DataRobot MLOps offers the ability to monitor all your ML models (trained in DataRobot or outside) in a centralized dashboard with the DataRobot MLOps agent. The agent, a Java utility running in parallel with the deployed model, can monitor models developed in Java, Python, and R programming languages.

The MLOps agent communicates with the model via a spooler (i.e., file system, GCP Pub/Sub, AWS SQS, or RabbitMQ) and sends model statistics back to the MLOps dashboard. These can include the number of scored records, number of features, scoring time, data drift, and more. You can embed the agent can into a Docker image and deploy it on a Kubernetes cluster for scalability and robustness.

Prerequisites¶

You must complete the following steps before creating the main configuration.
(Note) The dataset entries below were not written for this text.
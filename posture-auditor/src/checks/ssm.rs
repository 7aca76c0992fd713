/*!
Systems Manager checks
*/

use async_stream::try_stream;
use futures::Stream;
use serde_json::{Value, json};

use super::{array, string};
use crate::core::context::RunContext;
use crate::core::error::{CheckError, RegistryError};
use crate::core::finding::{BEST_PRACTICES_TYPE, Finding, SeverityLabel};
use crate::core::registry::CheckRegistry;
use crate::register_check;

const GROUP: &str = "ssm";

const AGENT_UPDATE_DOCUMENT: &str = "AWS-UpdateSSMAgent";

pub fn register(registry: &mut CheckRegistry) -> Result<(), RegistryError> {
    register_check!(registry, GROUP, ssm_self_owned_document_public_share_check)?;
    register_check!(registry, GROUP, ssm_update_ssm_agent_association_check)?;
    Ok(())
}

/// [SSM.1] Self-owned SSM Documents should not be publicly shared
pub fn ssm_self_owned_document_public_share_check(
    ctx: RunContext,
) -> impl Stream<Item = Result<Finding, CheckError>> {
    try_stream! {
        let documents = ctx
            .cached(
                "ssm.list_documents.self",
                "ssm",
                "ListDocuments",
                json!({ "Filters": [{ "Key": "Owner", "Values": ["Self"] }] }),
            )
            .await?;

        for document in array(&documents, "DocumentIdentifiers")? {
            let name = string(document, "Name")?;
            // per-document lookups are never shared between checks
            let permission = ctx
                .clients
                .invoke(
                    "ssm",
                    "DescribeDocumentPermission",
                    json!({ "Name": name, "PermissionType": "Share" }),
                )
                .await?;
            let public = array(&permission, "AccountIds")?
                .iter()
                .any(|account| account.as_str() == Some("all"));

            let arn = ctx.arn("ssm", &ctx.region, &ctx.account_id, &format!("document/{name}"));
            let builder = ctx
                .finding("self-owned-ssm-doc-public-check")
                .title("[SSM.1] Self-owned SSM Documents should not be publicly shared")
                .finding_type(BEST_PRACTICES_TYPE)
                .finding_type("Effects/Data Exposure")
                .resource("AwsSsmDocument", arn)
                .details(json!({
                    "Other": {
                        "Name": name,
                        "DocumentType": document.get("DocumentType").and_then(Value::as_str).unwrap_or_default(),
                    }
                }))
                .remediation(
                    "For more information on sharing SSM Documents refer to the Share an SSM document section of the AWS Systems Manager User Guide",
                    "https://docs.aws.amazon.com/systems-manager/latest/userguide/ssm-how-to-share.html",
                )
                .related_requirements([
                    "NIST CSF PR.AC-3",
                    "NIST SP 800-53 AC-1",
                    "AICPA TSC CC6.6",
                    "ISO 27001:2013 A.6.2.1",
                ]);

            let finding = if public {
                builder
                    .severity(SeverityLabel::High)
                    .description(format!(
                        "AWS Systems Manager Document {name} is publicly shared. SSM Documents may contain direct or indirect references to sensitive values and business logic and should only be shared with AWS Accounts who have a 'need to know'. If this configuration is not intended refer to the remediation instructions."
                    ))
                    .failed()
            } else {
                builder
                    .description(format!("AWS Systems Manager Document {name} is not publicly shared."))
                    .passed()
            };
            yield finding.build()?;
        }
    }
}

/// [SSM.2] AWS State Manager should be used to update SSM Agents for all EC2 instances in your Region
///
/// Account-level check; a region without instances yields nothing.
pub fn ssm_update_ssm_agent_association_check(
    ctx: RunContext,
) -> impl Stream<Item = Result<Finding, CheckError>> {
    try_stream! {
        let instances = ctx
            .cached(
                "ec2.describe_instances.running_or_stopped",
                "ec2",
                "DescribeInstances",
                json!({
                    "Filters": [{ "Name": "instance-state-name", "Values": ["running", "stopped"] }]
                }),
            )
            .await?;
        let mut instance_count = 0;
        for reservation in array(&instances, "Reservations")? {
            instance_count += array(reservation, "Instances")?.len();
        }

        if instance_count > 0 {
            let associations = ctx
                .cached("ssm.list_associations", "ssm", "ListAssociations", json!({}))
                .await?;
            let mut agent_associations = Vec::new();
            for association in array(&associations, "Associations")? {
                if string(association, "Name")? == AGENT_UPDATE_DOCUMENT {
                    agent_associations.push(association);
                }
            }
            let targets_everything = agent_associations.iter().any(|association| {
                association
                    .get("Targets")
                    .and_then(Value::as_array)
                    .is_some_and(|targets| targets.iter().any(targets_all_instances))
            });

            let builder = ctx
                .finding("ssm-state-mgr-ssm-agent-update-check")
                .title("[SSM.2] AWS State Manager should be used to update SSM Agents for all EC2 instances in your Region")
                .resource("AwsAccount", format!("{}/{}", ctx.account_id, ctx.region))
                .details(json!({ "Other": { "InstanceCount": instance_count.to_string() } }))
                .remediation(
                    "To learn how to set up a State Manager association to update the SSM Agent refer to the Systems Manager best practices section of the AWS Systems Manager User Guide",
                    "https://docs.aws.amazon.com/systems-manager/latest/userguide/systems-manager-best-practices.html",
                )
                .related_requirements([
                    "NIST CSF ID.AM-2",
                    "NIST SP 800-53 CM-8",
                    "AICPA TSC CC6.1",
                    "ISO 27001:2013 A.8.1.1",
                ]);

            let finding = if targets_everything {
                builder
                    .description(format!(
                        "AWS Account {} for AWS Region {} has a State Manager Association to update SSM Agents for EC2 that targets all instances.",
                        ctx.account_id, ctx.region
                    ))
                    .passed()
            } else if agent_associations.is_empty() {
                builder
                    .severity(SeverityLabel::Medium)
                    .description(format!(
                        "AWS Account {} for AWS Region {} does not have a State Manager Association to update SSM Agents for EC2. Refer to the remediation instructions if this configuration is not intended.",
                        ctx.account_id, ctx.region
                    ))
                    .failed()
            } else {
                builder
                    .severity(SeverityLabel::Low)
                    .description(format!(
                        "AWS Account {} for AWS Region {} has a State Manager Association to update SSM Agents for EC2, but it does not target all current and future instances. Refer to the remediation instructions if this configuration is not intended.",
                        ctx.account_id, ctx.region
                    ))
                    .failed()
            };
            yield finding.build()?;
        }
    }
}

/// `InstanceIds` target containing the `*` wildcard
fn targets_all_instances(target: &Value) -> bool {
    target.get("Key").and_then(Value::as_str) == Some("InstanceIds")
        && target
            .get("Values")
            .and_then(Value::as_array)
            .is_some_and(|values| values.iter().any(|value| value.as_str() == Some("*")))
}
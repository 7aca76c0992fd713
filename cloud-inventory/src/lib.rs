/*!
Upstream cloud service clients shared by every check in an audit run.

One client per service is built before the run starts and handed to the
engine inside the run context, so checks never reach for ambient globals and
tests can swap in recorded responses.
*/

pub mod snapshot;

use std::collections::BTreeMap;
use std::sync::Arc;

use async_trait::async_trait;
use serde_json::Value;

pub use snapshot::{Snapshot, SnapshotClient};

/// Errors raised by upstream service calls
#[derive(Debug, Clone, PartialEq, thiserror::Error)]
pub enum ApiError {
    #[error("no client configured for service `{0}`")]
    UnknownService(String),

    #[error("{service}:{operation} is not present in the inventory snapshot")]
    OperationNotRecorded { service: String, operation: String },

    #[error("{service}:{operation} has no recorded response for request {request}")]
    RequestNotRecorded {
        service: String,
        operation: String,
        request: String,
    },

    #[error("{code}: {message}")]
    Service { code: String, message: String },

    #[error("malformed inventory snapshot: {0}")]
    Snapshot(String),
}

impl ApiError {
    /// Error code reported by the upstream service, if any
    pub fn code(&self) -> Option<&str> {
        match self {
            ApiError::Service { code, .. } => Some(code),
            _ => None,
        }
    }

    /// Whether the service answered "this resource does not exist"
    pub fn is_not_found(&self) -> bool {
        self.code()
            .is_some_and(|code| code.ends_with("NotFoundException") || code.ends_with(".NotFound"))
    }
}

/// A configured client for one upstream service (e.g. "ec2", "shield")
#[async_trait]
pub trait ServiceClient: Send + Sync {
    /// Service name this client answers for
    fn service(&self) -> &str;

    /// Invoke an API operation and return its raw response document
    async fn invoke(&self, operation: &str, request: Value) -> Result<Value, ApiError>;
}

/// Container holding the one client per service used during a run
#[derive(Clone, Default)]
pub struct ServiceClients {
    clients: BTreeMap<String, Arc<dyn ServiceClient>>,
}

impl ServiceClients {
    pub fn new() -> Self {
        Self::default()
    }

    /// Build one snapshot-backed client per service recorded in `snapshot`
    pub fn from_snapshot(snapshot: Snapshot) -> Self {
        let snapshot = Arc::new(snapshot);
        let mut clients = Self::new();
        for service in snapshot.services() {
            clients.insert(Arc::new(SnapshotClient::new(service, Arc::clone(&snapshot))));
        }
        clients
    }

    /// Add a client, replacing any previous client for the same service
    pub fn insert(&mut self, client: Arc<dyn ServiceClient>) {
        self.clients.insert(client.service().to_string(), client);
    }

    pub fn get(&self, service: &str) -> Option<&Arc<dyn ServiceClient>> {
        self.clients.get(service)
    }

    /// Names of all configured services
    pub fn services(&self) -> impl Iterator<Item = &str> {
        self.clients.keys().map(String::as_str)
    }

    /// Route a call to the client registered for `service`
    pub async fn invoke(
        &self,
        service: &str,
        operation: &str,
        request: Value,
    ) -> Result<Value, ApiError> {
        let client = self
            .clients
            .get(service)
            .ok_or_else(|| ApiError::UnknownService(service.to_string()))?;
        tracing::debug!(service, operation, "invoking upstream operation");
        client.invoke(operation, request).await
    }
}

impl std::fmt::Debug for ServiceClients {
    fn fmt(&self, f: &mut std::fmt::Formatter<'_>) -> std::fmt::Result {
        f.debug_struct("ServiceClients")
            .field("services", &self.clients.keys().collect::<Vec<_>>())
            .finish()
    }
}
Install the Google Cloud SDK specific to your operating system.
Run the following at a command prompt:

gcloud init

You will be asked to choose an existing project or create a new one, as well as to select the compute zone.
Install the Kubernetes command-line tool:

gcloud components install kubectl
Retrieve your Google Cloud service account credentials to call Google Cloud APIs. If you don’t have a default service account, you can create it by following this procedure.
Once credentials are in place, download the JSON file that contains them. Later, when it is time to pass your credentials to the application that will call Google Cloud APIs, you can use one of these methods:
- Via the GOOGLE_APPLICATION_CREDENTIALS environment variable.
- With code.

Procedure¶

The following sections, each a step in the process, describe the procedure for deploying the MLOps agent on GKE with the Pub/Sub.

Create an external deployment¶

First, create an external deployment. You will use the resulting model ID and deployment ID to configure communications with the agent (described in the instructions for running Docker locally).

Create a Pub/Sub topic and subscription¶

Second, create a Pub/Sub topic and subscription:

Go to your Google Cloud console Pub/Sub service and create a topic (i.e., a named resource where publishers can send messages).
Create a subscription—a named resource representing the stream of messages from a single, specific topic, to be delivered to the subscribing application. Use the Pub/Sub topic from the previous step and set Delivery type to Pull. This provides a Subscription ID.

Additionally, you can configure message retention duration and other parameters.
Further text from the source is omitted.